- What the task requires
Look through the material below. Copy every line with the string "level" in it.

- Source records

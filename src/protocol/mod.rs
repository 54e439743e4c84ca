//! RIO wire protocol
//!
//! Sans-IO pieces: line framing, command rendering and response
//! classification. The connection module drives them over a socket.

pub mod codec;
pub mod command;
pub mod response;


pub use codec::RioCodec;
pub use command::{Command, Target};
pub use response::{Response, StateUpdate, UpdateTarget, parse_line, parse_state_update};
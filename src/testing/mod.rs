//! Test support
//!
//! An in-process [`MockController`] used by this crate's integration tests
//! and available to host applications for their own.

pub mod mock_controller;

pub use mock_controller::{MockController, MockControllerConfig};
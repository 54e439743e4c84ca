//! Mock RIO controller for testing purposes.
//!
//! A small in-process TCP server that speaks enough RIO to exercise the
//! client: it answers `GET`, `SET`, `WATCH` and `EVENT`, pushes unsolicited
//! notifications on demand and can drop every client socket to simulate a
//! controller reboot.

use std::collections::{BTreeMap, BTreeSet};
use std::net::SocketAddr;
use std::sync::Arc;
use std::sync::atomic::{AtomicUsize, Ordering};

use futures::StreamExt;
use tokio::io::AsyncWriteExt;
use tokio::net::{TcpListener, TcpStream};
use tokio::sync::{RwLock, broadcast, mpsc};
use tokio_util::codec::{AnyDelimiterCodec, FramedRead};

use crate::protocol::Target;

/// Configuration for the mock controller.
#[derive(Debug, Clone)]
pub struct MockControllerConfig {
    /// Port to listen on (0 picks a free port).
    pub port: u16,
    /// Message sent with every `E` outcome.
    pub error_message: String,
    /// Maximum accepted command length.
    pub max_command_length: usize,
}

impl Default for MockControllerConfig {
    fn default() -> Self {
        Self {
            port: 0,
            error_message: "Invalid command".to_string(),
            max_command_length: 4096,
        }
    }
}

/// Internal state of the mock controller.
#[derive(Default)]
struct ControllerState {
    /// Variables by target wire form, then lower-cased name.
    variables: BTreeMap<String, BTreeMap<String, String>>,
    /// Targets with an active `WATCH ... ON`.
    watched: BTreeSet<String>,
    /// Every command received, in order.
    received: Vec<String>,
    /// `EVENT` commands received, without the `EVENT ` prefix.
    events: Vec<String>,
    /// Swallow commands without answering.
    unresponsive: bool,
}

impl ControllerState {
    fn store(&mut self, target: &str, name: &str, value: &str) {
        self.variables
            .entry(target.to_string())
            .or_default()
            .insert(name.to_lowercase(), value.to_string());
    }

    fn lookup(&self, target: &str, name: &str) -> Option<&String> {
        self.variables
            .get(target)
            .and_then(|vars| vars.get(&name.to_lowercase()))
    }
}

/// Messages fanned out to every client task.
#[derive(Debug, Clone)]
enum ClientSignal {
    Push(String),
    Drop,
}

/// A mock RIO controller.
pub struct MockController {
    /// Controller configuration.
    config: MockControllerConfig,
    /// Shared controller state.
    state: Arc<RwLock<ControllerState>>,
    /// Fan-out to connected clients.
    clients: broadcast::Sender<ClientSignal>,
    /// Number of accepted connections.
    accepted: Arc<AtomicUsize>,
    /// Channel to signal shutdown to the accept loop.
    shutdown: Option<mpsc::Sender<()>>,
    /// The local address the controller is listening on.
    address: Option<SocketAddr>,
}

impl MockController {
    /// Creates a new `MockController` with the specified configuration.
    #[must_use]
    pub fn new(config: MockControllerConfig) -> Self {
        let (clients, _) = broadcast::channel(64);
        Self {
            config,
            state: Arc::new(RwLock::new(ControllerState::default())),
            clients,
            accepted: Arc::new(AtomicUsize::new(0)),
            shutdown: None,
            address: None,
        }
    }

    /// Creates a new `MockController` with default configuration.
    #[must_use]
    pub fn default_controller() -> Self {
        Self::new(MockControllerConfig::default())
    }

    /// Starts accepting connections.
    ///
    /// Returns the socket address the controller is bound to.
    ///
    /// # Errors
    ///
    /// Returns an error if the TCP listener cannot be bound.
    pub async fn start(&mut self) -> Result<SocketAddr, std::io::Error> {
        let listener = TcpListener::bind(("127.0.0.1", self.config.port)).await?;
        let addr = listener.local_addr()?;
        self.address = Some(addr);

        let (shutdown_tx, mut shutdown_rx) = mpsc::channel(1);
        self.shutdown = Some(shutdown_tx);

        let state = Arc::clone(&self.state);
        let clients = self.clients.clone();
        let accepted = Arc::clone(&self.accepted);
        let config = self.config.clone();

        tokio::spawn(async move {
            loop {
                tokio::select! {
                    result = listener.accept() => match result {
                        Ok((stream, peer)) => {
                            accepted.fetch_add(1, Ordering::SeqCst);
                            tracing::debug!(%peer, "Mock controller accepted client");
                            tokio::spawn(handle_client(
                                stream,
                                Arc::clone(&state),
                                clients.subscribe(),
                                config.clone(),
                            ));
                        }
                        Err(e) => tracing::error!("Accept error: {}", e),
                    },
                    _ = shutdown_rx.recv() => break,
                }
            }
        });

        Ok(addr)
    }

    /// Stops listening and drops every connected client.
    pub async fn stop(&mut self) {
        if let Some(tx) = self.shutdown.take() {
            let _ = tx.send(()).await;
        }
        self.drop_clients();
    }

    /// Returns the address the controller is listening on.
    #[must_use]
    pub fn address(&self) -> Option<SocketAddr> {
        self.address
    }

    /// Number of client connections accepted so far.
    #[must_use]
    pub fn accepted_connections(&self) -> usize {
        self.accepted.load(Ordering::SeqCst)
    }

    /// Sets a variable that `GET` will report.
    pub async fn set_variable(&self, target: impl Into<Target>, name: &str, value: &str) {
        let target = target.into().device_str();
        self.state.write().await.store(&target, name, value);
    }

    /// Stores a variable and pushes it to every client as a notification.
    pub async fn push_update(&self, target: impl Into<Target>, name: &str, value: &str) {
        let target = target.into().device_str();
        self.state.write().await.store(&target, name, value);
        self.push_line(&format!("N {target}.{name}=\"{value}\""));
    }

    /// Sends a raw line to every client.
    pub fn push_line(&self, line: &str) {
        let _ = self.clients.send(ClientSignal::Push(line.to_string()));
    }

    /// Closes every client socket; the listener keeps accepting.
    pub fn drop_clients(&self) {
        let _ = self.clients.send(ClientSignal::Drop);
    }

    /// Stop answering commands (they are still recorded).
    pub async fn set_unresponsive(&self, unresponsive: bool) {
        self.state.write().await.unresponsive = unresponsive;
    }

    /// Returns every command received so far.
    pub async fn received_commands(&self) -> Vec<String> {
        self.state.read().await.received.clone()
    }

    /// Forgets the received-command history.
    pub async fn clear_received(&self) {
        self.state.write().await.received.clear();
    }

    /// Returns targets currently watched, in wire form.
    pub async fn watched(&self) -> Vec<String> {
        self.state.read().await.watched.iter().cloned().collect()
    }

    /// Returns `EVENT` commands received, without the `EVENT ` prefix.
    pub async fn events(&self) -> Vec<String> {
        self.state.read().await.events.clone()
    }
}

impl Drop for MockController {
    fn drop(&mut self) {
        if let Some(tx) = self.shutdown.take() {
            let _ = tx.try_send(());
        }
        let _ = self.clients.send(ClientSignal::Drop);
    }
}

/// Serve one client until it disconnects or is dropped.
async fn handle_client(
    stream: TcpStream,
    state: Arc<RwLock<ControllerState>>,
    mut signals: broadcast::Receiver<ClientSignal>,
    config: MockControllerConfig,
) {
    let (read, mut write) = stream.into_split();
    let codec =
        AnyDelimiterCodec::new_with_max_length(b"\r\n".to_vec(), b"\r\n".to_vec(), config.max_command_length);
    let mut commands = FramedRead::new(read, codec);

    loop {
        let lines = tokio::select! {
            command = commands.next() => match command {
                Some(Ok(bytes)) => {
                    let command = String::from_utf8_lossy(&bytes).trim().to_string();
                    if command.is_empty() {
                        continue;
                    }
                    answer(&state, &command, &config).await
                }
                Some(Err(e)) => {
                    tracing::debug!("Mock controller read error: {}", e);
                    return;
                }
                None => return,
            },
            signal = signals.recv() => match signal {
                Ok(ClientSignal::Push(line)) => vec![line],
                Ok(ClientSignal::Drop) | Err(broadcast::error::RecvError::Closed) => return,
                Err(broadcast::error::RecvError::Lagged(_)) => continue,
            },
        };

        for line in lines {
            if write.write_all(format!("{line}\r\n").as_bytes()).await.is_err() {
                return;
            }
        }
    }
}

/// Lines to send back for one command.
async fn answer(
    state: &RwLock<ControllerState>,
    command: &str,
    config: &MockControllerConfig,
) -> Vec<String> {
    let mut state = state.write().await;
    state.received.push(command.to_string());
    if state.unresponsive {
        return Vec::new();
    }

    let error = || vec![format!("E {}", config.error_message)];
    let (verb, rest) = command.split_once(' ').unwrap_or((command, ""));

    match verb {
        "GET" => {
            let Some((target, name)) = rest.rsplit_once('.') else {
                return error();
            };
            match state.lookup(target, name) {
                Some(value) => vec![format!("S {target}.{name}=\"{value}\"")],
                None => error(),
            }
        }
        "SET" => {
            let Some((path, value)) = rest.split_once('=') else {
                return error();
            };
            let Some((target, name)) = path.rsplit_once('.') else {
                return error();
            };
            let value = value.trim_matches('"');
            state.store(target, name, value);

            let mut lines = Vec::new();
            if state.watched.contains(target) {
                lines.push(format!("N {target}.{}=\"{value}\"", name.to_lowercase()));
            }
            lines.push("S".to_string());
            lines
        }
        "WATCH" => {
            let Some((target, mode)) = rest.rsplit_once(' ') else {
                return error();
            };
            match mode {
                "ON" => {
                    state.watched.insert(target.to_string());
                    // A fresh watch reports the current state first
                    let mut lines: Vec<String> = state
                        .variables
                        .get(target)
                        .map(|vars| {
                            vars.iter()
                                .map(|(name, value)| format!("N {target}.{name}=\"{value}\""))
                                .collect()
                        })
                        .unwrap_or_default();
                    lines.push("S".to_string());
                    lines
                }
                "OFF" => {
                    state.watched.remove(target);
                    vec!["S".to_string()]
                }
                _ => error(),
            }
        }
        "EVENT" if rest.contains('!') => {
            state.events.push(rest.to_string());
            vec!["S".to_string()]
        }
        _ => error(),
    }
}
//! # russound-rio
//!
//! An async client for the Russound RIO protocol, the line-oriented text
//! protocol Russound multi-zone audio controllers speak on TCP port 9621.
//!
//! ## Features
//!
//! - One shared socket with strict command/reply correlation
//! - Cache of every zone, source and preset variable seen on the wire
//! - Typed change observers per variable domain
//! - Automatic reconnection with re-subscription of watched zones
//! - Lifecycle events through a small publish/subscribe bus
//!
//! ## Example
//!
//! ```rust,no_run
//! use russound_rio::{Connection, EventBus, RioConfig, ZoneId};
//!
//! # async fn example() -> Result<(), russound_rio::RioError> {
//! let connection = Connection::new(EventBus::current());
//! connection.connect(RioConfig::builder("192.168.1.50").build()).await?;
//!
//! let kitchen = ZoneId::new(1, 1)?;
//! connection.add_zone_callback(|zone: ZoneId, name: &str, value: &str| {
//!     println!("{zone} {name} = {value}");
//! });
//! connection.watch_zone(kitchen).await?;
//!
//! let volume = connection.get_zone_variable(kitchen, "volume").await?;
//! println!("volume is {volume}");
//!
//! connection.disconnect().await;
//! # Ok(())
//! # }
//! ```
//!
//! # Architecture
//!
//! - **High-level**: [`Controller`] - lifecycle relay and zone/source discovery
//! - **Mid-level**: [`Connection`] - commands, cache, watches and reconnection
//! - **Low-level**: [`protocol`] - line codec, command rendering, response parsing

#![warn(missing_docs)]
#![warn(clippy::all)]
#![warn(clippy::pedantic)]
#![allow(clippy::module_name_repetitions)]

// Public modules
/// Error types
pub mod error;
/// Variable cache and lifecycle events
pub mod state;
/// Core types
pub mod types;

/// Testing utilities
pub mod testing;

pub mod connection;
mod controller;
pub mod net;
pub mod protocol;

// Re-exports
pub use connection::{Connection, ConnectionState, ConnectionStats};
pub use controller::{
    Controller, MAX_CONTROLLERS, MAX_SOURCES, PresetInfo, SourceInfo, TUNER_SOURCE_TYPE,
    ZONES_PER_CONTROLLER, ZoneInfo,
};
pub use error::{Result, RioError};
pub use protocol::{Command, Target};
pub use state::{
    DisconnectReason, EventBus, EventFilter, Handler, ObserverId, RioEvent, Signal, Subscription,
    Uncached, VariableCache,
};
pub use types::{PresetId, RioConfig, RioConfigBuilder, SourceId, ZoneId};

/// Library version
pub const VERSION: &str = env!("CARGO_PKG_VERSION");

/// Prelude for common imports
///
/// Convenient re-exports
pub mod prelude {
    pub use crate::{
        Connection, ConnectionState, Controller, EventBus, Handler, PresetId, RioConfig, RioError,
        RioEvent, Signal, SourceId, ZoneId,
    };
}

- Expected output
//! - **High-level**: [`Controller`] - lifecycle relay and zone/source discovery
//! - **Mid-level**: [`Connection`] - commands, cache, watches and reconnection
//! - **Low-level**: [`protocol`] - line codec, command rendering, response parsing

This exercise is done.